Work order:
The lines you return must be all those in the data that hold the string "CallableShared".

Data under study:

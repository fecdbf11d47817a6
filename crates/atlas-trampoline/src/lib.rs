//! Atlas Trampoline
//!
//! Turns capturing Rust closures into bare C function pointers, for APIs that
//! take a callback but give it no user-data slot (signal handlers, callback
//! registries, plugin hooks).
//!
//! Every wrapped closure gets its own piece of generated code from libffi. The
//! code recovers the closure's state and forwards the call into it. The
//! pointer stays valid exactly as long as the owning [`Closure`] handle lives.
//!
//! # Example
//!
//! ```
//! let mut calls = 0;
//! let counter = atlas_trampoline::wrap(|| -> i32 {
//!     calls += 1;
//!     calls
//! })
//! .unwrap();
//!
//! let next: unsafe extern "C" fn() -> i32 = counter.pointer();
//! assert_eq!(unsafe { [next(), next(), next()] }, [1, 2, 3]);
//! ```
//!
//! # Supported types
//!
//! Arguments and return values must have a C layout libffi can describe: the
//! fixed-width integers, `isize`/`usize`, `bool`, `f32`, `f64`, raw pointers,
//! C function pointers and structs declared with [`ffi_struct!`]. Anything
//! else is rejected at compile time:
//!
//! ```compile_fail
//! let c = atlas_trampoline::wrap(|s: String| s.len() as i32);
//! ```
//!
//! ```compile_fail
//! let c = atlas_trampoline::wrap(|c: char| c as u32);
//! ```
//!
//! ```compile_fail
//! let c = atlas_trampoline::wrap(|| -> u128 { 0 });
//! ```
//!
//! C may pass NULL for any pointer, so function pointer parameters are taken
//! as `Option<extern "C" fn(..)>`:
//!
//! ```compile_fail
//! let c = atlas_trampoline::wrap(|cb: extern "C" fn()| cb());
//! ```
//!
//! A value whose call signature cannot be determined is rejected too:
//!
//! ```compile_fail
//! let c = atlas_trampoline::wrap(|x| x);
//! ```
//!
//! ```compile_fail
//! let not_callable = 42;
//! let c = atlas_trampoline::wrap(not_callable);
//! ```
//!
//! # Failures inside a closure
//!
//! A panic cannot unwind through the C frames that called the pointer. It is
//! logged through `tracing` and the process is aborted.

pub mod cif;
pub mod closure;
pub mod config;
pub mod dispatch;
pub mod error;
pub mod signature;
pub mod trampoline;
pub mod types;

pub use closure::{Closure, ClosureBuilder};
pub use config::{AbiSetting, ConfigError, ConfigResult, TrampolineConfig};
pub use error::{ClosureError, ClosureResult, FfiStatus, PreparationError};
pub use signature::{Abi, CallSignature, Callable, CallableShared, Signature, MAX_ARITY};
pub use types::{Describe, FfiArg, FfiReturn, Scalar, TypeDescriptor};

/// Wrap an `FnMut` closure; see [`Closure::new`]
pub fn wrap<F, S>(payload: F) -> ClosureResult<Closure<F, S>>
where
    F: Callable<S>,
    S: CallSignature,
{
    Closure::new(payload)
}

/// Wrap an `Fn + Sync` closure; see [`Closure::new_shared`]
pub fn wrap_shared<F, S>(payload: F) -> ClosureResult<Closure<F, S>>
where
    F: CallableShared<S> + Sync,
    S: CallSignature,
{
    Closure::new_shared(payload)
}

Task response:
pub use signature::{Abi, CallSignature, Callable, CallableShared, Signature, MAX_ARITY};
    F: CallableShared<S> + Sync,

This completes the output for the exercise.